Double Recursive Strategy Search Algorithm

View Source On Gitee

Overview

The double recursive strategy search algorithm is based on Symbolic Automatic Parallel Planner (SAPP). The SAPP algorithm is able to instantly generate optimal strategy for huge networks and large-scale slicing. SAPP is modeled based on the principle of parallel, and describes the topology of hardware clusters by building an abstraction machine, and optimizes the cost model through symbolic simplicity. The cost model compares the relative costs of different parallel strategy rather than the predicted absolute delay, thus greatly compressing the search space and guaranteeing minute-level search times for 100-card clusters.

Hardware platforms supported by the double recursive strategy search algorithm include Ascend, GPU, and need to run in Graph mode.

Related interfaces:

mindspore.set_auto_parallel_context(parallel_mode=ParallelMode.AUTO_PARALLEL, search_mode="recursive_programming"): Set the parallel mode to auto-parallel and the search mode to a double recursive strategy search algorithm.

No additional configuration is required for the double recursive strategy search algorithm, except for the context above.

Basic Principles

The double recursive strategy search algorithm is a fully automatic operator-level strategy search scheme, where the user does not need to configure the model in any way, and the algorithm automatically searches for parallel policies that minimize the communication cost.

There are two core shortcomings of traditional automatic operator-level strategy search.

  1. the exponential slicing entail a large search space and traversing these potential search space is time-consuming.

  2. it is necessary to conduct profiling in order to construct cost model and analyze different sharding strategies. However, profiling and analyzing profiling results will cost extra time.

For the first problem, the double recursive strategy search algorithm summarizes its symmetric multi-order characteristics by abstracting the AI training cluster, so it can equivalently perform a recursive dichotomy to compress the search space due to the number of devices; on the other hand, the double recursive strategy search algorithm categorizes the communication cost of operators, compares the communication cost within the operators as well as the cost of rearrangement of the operators, and compresses the exponentially complex search complexity to a linear one by ranking the weights of the operators.

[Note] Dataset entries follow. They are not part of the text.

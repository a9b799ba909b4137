//! AST document persistence.
//!
//! One JSON document per source file under `.codeindex/ast/`, keyed by a
//! mangled relative path plus a short hash suffix so distinct paths can
//! never collide. Reads and writes are whole-document; writers to the same
//! key serialize through a per-key async mutex, and every write is a temp
//! file plus rename.

use std::path::{Path, PathBuf};
use std::sync::Arc;

use dashmap::DashMap;
use sha2::{Digest, Sha256};
use tokio::sync::Mutex;

use crate::domain::error::{Error, Result};
use crate::domain::types::AstDocument;

/// Store of per-file structured fact documents.
pub struct AstDocStore {
    dir: PathBuf,
    locks: DashMap<String, Arc<Mutex<()>>>,
}

impl AstDocStore {
    /// Store rooted at the given directory (created on first write).
    pub fn new(dir: impl Into<PathBuf>) -> Self {
        Self {
            dir: dir.into(),
            locks: DashMap::new(),
        }
    }

    /// Filename for a relative source path: mangled path + hash suffix.
    fn key_for(relative_path: &str) -> String {
        let mangled: String = relative_path
            .chars()
            .map(|c| if c.is_alphanumeric() || c == '.' || c == '-' { c } else { '_' })
            .take(120)
            .collect();
        let mut hasher = Sha256::new();
        hasher.update(relative_path.as_bytes());
        let digest = hex::encode(hasher.finalize());
        format!("{mangled}.{}.json", &digest[..12])
    }

    fn doc_path(&self, relative_path: &str) -> PathBuf {
        self.dir.join(Self::key_for(relative_path))
    }

    fn lock_for(&self, relative_path: &str) -> Arc<Mutex<()>> {
        self.locks
            .entry(relative_path.to_string())
            .or_insert_with(|| Arc::new(Mutex::new(())))
            .clone()
    }

    /// Write the whole document atomically.
    pub async fn write(&self, relative_path: &str, doc: &AstDocument) -> Result<()> {
        let lock = self.lock_for(relative_path);
        let _guard = lock.lock().await;

        let path = self.doc_path(relative_path);
        let dir = self.dir.clone();
        let text = serde_json::to_string(doc)?;

        tokio::task::spawn_blocking(move || -> Result<()> {
            std::fs::create_dir_all(&dir)
                .map_err(|e| Error::transient_io(format!("create {}: {e}", dir.display())))?;
            let tmp = path.with_extension("json.tmp");
            std::fs::write(&tmp, text)
                .map_err(|e| Error::transient_io(format!("write {}: {e}", tmp.display())))?;
            std::fs::rename(&tmp, &path)
                .map_err(|e| Error::transient_io(format!("rename {}: {e}", path.display())))?;
            Ok(())
        })
        .await
        .map_err(|e| Error::internal(format!("ast write join failed: {e}")))?
    }

    /// Read the document for a source path, when present.
    pub async fn read(&self, relative_path: &str) -> Result<Option<AstDocument>> {
        let path = self.doc_path(relative_path);
        tokio::task::spawn_blocking(move || -> Result<Option<AstDocument>> {
            let text = match std::fs::read_to_string(&path) {
                Ok(t) => t,
                Err(e) if e.kind() == std::io::ErrorKind::NotFound => return Ok(None),
                Err(e) => {
                    return Err(Error::transient_io(format!("read {}: {e}", path.display())))
                }
            };
            Ok(Some(serde_json::from_str(&text)?))
        })
        .await
        .map_err(|e| Error::internal(format!("ast read join failed: {e}")))?
    }

    /// Delete the document for a source path; missing is not an error.
    pub async fn remove(&self, relative_path: &str) -> Result<()> {
        let lock = self.lock_for(relative_path);
        let _guard = lock.lock().await;
        let path = self.doc_path(relative_path);
        match std::fs::remove_file(&path) {
            Ok(()) => Ok(()),
            Err(e) if e.kind() == std::io::ErrorKind::NotFound => Ok(()),
            Err(e) => Err(Error::transient_io(format!("remove {}: {e}", path.display()))),
        }
    }

    /// Load every stored document (startup rehydration). Malformed files
    /// are skipped with a warning.
    pub async fn load_all(&self) -> Result<Vec<AstDocument>> {
        let dir = self.dir.clone();
        tokio::task::spawn_blocking(move || -> Result<Vec<AstDocument>> {
            let entries = match std::fs::read_dir(&dir) {
                Ok(entries) => entries,
                Err(e) if e.kind() == std::io::ErrorKind::NotFound => return Ok(Vec::new()),
                Err(e) => {
                    return Err(Error::transient_io(format!("read {}: {e}", dir.display())))
                }
            };

            let mut docs = Vec::new();
            for entry in entries.flatten() {
                let path = entry.path();
                if path.extension().and_then(|e| e.to_str()) != Some("json") {
                    continue;
                }
                match std::fs::read_to_string(&path)
                    .ok()
                    .and_then(|t| serde_json::from_str::<AstDocument>(&t).ok())
                {
                    Some(doc) => docs.push(doc),
                    None => {
                        tracing::warn!(path = %path.display(), "skipping malformed ast document")
                    }
                }
            }
            docs.sort_by(|a, b| a.path.cmp(&b.path));
            Ok(docs)
        })
        .await
        .map_err(|e| Error::internal(format!("ast scan join failed: {e}")))?
    }

    /// Store directory.
    pub fn dir(&self) -> &Path {
        &self.dir
    }
}

#[cfg(test)]
mod tests {
    use super::*;
    use crate::domain::extract::extract;
    use crate::domain::parsing::parse_source;
    use crate::domain::types::Language;

    fn sample_doc(path: &str) -> AstDocument {
        let parsed = parse_source("function f() { return 1; }", Language::JavaScript).unwrap();
        extract(&parsed, path)
    }

    #[tokio::test]
    async fn write_read_remove_round_trip() {
        let dir = tempfile::tempdir().unwrap();
        let store = AstDocStore::new(dir.path().join("ast"));

        let doc = sample_doc("src/a.js");
        store.write("src/a.js", &doc).await.unwrap();

        let loaded = store.read("src/a.js").await.unwrap().unwrap();
        assert_eq!(loaded, doc);

        store.remove("src/a.js").await.unwrap();
        assert!(store.read("src/a.js").await.unwrap().is_none());
        // Removing again is fine
        store.remove("src/a.js").await.unwrap();
    }

    #[tokio::test]
    async fn distinct_paths_never_collide() {
        let a = AstDocStore::key_for("src/a/mod.ts");
        let b = AstDocStore::key_for("src/a_mod.ts");
        assert_ne!(a, b);
    }

    #[tokio::test]
    async fn load_all_rehydrates() {
        let dir = tempfile::tempdir().unwrap();
        let store = AstDocStore::new(dir.path().join("ast"));

        store.write("b.js", &sample_doc("b.js")).await.unwrap();
        store.write("a.js", &sample_doc("a.js")).await.unwrap();

        let docs = store.load_all().await.unwrap();
        assert_eq!(docs.len(), 2);
        assert_eq!(docs[0].path, "a.js");
        assert_eq!(docs[1].path, "b.js");
    }

    #[tokio::test]
    async fn concurrent_writers_to_one_key_serialize() {
        let dir = tempfile::tempdir().unwrap();
        let store = Arc::new(AstDocStore::new(dir.path().join("ast")));

        let mut handles = Vec::new();
        for _ in 0..8 {
            let store = store.clone();
            handles.push(tokio::spawn(async move {
                store.write("same.js", &sample_doc("same.js")).await
            }));
        }
        for handle in handles {
            handle.await.unwrap().unwrap();
        }
        assert!(store.read("same.js").await.unwrap().is_some());
    }
}
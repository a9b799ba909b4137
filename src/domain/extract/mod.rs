//! Symbol and call extraction.
//!
//! Walks parsed trees and emits per-file structured facts: functions,
//! classes with their members, interfaces, type aliases, enums, module
//! bindings, imports/exports, and call sites with chain positions. Nodes
//! the walkers cannot interpret (including ERROR nodes from malformed
//! input) are skipped, never fatal.

mod javascript;
mod python;

use tree_sitter::Node;

use crate::domain::parsing::ParsedTree;
use crate::domain::types::{AstDocument, Language};

/// Extract the structured facts document for a parsed file.
pub fn extract(parsed: &ParsedTree, path: &str) -> AstDocument {
    let mut doc = AstDocument {
        path: path.to_string(),
        language: Some(parsed.language),
        ..AstDocument::default()
    };

    match parsed.language {
        Language::TypeScript | Language::Tsx | Language::JavaScript => {
            javascript::extract_into(&mut doc, parsed);
        }
        Language::Python => python::extract_into(&mut doc, parsed),
        Language::Unknown => {}
    }

    doc
}

/// Named children of a node, collected through a fresh cursor.
pub(crate) fn named_children<'t>(node: Node<'t>) -> Vec<Node<'t>> {
    let mut cursor = node.walk();
    node.named_children(&mut cursor).collect()
}

/// All children of a node, anonymous tokens included.
pub(crate) fn all_children<'t>(node: Node<'t>) -> Vec<Node<'t>> {
    let mut cursor = node.walk();
    node.children(&mut cursor).collect()
}

/// Whether a node carries an anonymous child token of the given kind
/// (used for `async`, `static`, `*` modifiers).
pub(crate) fn has_token(node: Node<'_>, token: &str) -> bool {
    all_children(node).iter().any(|c| c.kind() == token)
}

/// 1-based line span of a node.
pub(crate) fn line_span(node: Node<'_>) -> (u32, u32) {
    (
        node.start_position().row as u32 + 1,
        node.end_position().row as u32 + 1,
    )
}

/// Strip matching string quotes from a module identifier.
pub(crate) fn unquote(text: &str) -> String {
    text.trim_matches(|c| c == '"' || c == '\'' || c == '`').to_string()
}

/// Run of comment nodes immediately preceding `node`, separated from it
/// (and from each other) only by whitespace. Returned in source order.
pub(crate) fn leading_comments<'t>(parsed: &ParsedTree, node: Node<'t>) -> Vec<Node<'t>> {
    let mut run = Vec::new();
    let mut current = node;

    while let Some(prev) = current.prev_sibling() {
        if prev.kind() != "comment" {
            break;
        }
        let gap = &parsed.source[prev.end_byte()..current.start_byte()];
        if !gap.chars().all(char::is_whitespace) {
            break;
        }
        run.push(prev);
        current = prev;
    }

    run.reverse();
    run
}

#[cfg(test)]
mod tests {
    use super::*;
    use crate::domain::parsing::parse_source;
    use crate::domain::types::{CallKind, SymbolKind, DYNAMIC_CALLEE};

    #[test]
    fn extracts_top_level_function() {
        let parsed = parse_source(
            "export async function fetchUser(id: string): Promise<User> { return load(id); }",
            Language::TypeScript,
        )
        .unwrap();
        let doc = extract(&parsed, "src/users.ts");

        let sym = doc.functions.get("fetchUser").expect("function extracted");
        assert_eq!(sym.kind, SymbolKind::Function);
        assert!(sym.metadata.is_async);
        assert!(sym.metadata.is_exported);
        assert!(sym.parents.is_empty());
        assert_eq!(
            sym.signature.as_deref(),
            Some("async fetchUser(id: string): Promise<User>")
        );
    }

    #[test]
    fn nested_function_records_parent_chain() {
        let parsed = parse_source(
            "function outer() { function inner() { return 1; } return inner(); }",
            Language::JavaScript,
        )
        .unwrap();
        let doc = extract(&parsed, "a.js");

        let inner = doc.functions.get("outer.inner").expect("nested function");
        assert_eq!(inner.parents, vec!["outer".to_string()]);
        assert!(doc.functions.get("outer").unwrap().parents.is_empty());
    }

    #[test]
    fn class_members_and_inheritance() {
        let parsed = parse_source(
            r#"
class Repo extends Base {
    constructor(db) { super(); this.db = db; }
    static of(db) { return new Repo(db); }
    async find(id) { return this.db.get(id); }
}
"#,
            Language::JavaScript,
        )
        .unwrap();
        let doc = extract(&parsed, "repo.js");

        let class = doc.classes.get("Repo").expect("class extracted");
        assert_eq!(class.inheritance, vec!["Base".to_string()]);
        assert_eq!(
            class.methods.get("constructor").unwrap().kind,
            SymbolKind::Constructor
        );
        let of = class.methods.get("of").unwrap();
        assert!(of.metadata.is_static);
        let find = class.methods.get("find").unwrap();
        assert!(find.metadata.is_async);
        assert_eq!(find.parents, vec!["Repo".to_string()]);
    }

    #[test]
    fn python_bases_include_qualified_names() {
        let parsed = parse_source(
            "class Handler(base.Request, Mixin):\n    def handle(self):\n        pass\n",
            Language::Python,
        )
        .unwrap();
        let doc = extract(&parsed, "handler.py");

        let class = doc.classes.get("Handler").unwrap();
        assert_eq!(
            class.inheritance,
            vec!["base.Request".to_string(), "Mixin".to_string()]
        );
        assert!(class.methods.contains_key("handle"));
    }

    #[test]
    fn call_chain_positions() {
        let parsed = parse_source("a.f().g().h();", Language::JavaScript).unwrap();
        let doc = extract(&parsed, "chain.js");

        let mut chained: Vec<_> = doc
            .calls
            .iter()
            .filter(|c| c.chain.is_some())
            .collect();
        chained.sort_by_key(|c| c.chain.as_ref().unwrap().position);

        assert_eq!(chained.len(), 3);
        let f = chained[0];
        assert_eq!((f.callee.as_str(), f.chain.as_ref().unwrap().position), ("f", 0));
        assert_eq!(f.chain.as_ref().unwrap().next.as_deref(), Some("g"));
        let g = chained[1];
        assert_eq!(g.chain.as_ref().unwrap().previous.as_deref(), Some("f"));
        assert_eq!(g.chain.as_ref().unwrap().next.as_deref(), Some("h"));
        let h = chained[2];
        assert_eq!(h.callee, "h");
        assert_eq!(h.chain.as_ref().unwrap().previous.as_deref(), Some("g"));
        assert!(h.chain.as_ref().unwrap().next.is_none());
    }

    #[test]
    fn dynamic_dispatch_is_classified() {
        let parsed = parse_source("handlers[kind](payload, extra);", Language::JavaScript).unwrap();
        let doc = extract(&parsed, "dispatch.js");

        let call = doc.calls.iter().find(|c| c.kind == CallKind::Dynamic).unwrap();
        assert_eq!(call.callee, DYNAMIC_CALLEE);
        assert_eq!(call.argument_count, 2);
    }

    #[test]
    fn constructor_call_argument_count() {
        let parsed = parse_source("const c = new Client(host, port);", Language::JavaScript).unwrap();
        let doc = extract(&parsed, "client.js");

        let call = doc
            .calls
            .iter()
            .find(|c| c.kind == CallKind::Constructor)
            .unwrap();
        assert_eq!(call.callee, "Client");
        assert_eq!(call.argument_count, 2);
    }

    #[test]
    fn imports_and_exports() {
        let parsed = parse_source(
            "import { join as j, dirname } from 'path';\nexport { helper as run };\nconst helper = 1;",
            Language::TypeScript,
        )
        .unwrap();
        let doc = extract(&parsed, "mod.ts");

        assert_eq!(doc.imports.len(), 1);
        assert_eq!(doc.imports[0].module, "path");
        assert_eq!(doc.imports[0].specifiers[0].local, "j");
        assert_eq!(doc.imports[0].specifiers[0].imported, "join");
        assert_eq!(doc.imports[0].specifiers[1].local, "dirname");

        assert_eq!(doc.exports.len(), 1);
        assert_eq!(doc.exports[0].specifiers[0].local, "helper");
        assert_eq!(doc.exports[0].specifiers[0].exported, "run");
        // Listed in a module-level re-export -> the binding is exported
        assert!(doc.variables.get("helper").unwrap().metadata.is_exported);
    }

    #[test]
    fn python_decorated_signature_recurses_to_inner_def() {
        let parsed = parse_source(
            "@cached\nasync def resolve(name, timeout=5):\n    return await lookup(name)\n",
            Language::Python,
        )
        .unwrap();
        let doc = extract(&parsed, "resolve.py");

        let sym = doc.functions.get("resolve").unwrap();
        assert!(sym.metadata.is_async);
        assert_eq!(sym.signature.as_deref(), Some("async resolve(name, timeout=5)"));
    }

    #[test]
    fn python_no_syntactic_export() {
        let parsed = parse_source("def public_api():\n    pass\n", Language::Python).unwrap();
        let doc = extract(&parsed, "api.py");
        assert!(!doc.functions.get("public_api").unwrap().metadata.is_exported);
    }

    #[test]
    fn typescript_declarations() {
        let parsed = parse_source(
            r#"
export interface Shape { area(): number; }
type Alias = Shape | null;
enum Color { Red, Green }
namespace Geo { export function area() { return 1; } }
const LIMIT = 10;
let cursor = 0;
"#,
            Language::TypeScript,
        )
        .unwrap();
        let doc = extract(&parsed, "decl.ts");

        assert!(doc.interfaces.get("Shape").unwrap().metadata.is_exported);
        assert!(doc.types.contains_key("Alias"));
        assert!(doc.enums.contains_key("Color"));
        assert_eq!(doc.variables.get("LIMIT").unwrap().kind, SymbolKind::Constant);
        assert_eq!(doc.variables.get("cursor").unwrap().kind, SymbolKind::Variable);
        assert_eq!(
            doc.functions.get("Geo.area").unwrap().parents,
            vec!["Geo".to_string()]
        );
    }

    #[test]
    fn malformed_source_extracts_what_it_can() {
        let parsed = parse_source(
            "function good() { return 1; }\nfunction broken( {\n",
            Language::JavaScript,
        )
        .unwrap();
        let doc = extract(&parsed, "broken.js");
        assert!(doc.functions.contains_key("good"));
    }
}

For the second problem, the double recursive strategy search algorithm builds a symbolic cost model, whereas the cost model of the traditional approach focuses on how to accurately predict the absolute delay of different strategies. The cost model of the double recursive strategy search algorithm compares the relative cost of different strategies, and thus saves significantly the cost of profiling.

Therefore, the double recursive strategy search algorithm is able to quickly generate optimal strategies for huge networks and large-scale cluster slicing. In summary, the double recursive strategy search algorithm is modeled based on the parallel principle, describes the hardware cluster topology by building an abstract machine, and simplifies the cost model by symbolization. Its cost model compares not the predicted absolute latency, but the relative cost of different parallel strategies, which can greatly compress the search space and guarantee minute-level search times for 100-card clusters.

Operation Practice

The following is an illustration of the double recursive strategy search algorithm using the Ascend or GPU stand-alone 8-card example:

Example Code Description

Download the complete example code: sapp.

The directory structure is as follows:

└─ sample_code
    ├─ sapp
       ├── train.py
       └── run.sh
    ...

train.py is the script that defines the network structure and the training process. run.sh is the execution script.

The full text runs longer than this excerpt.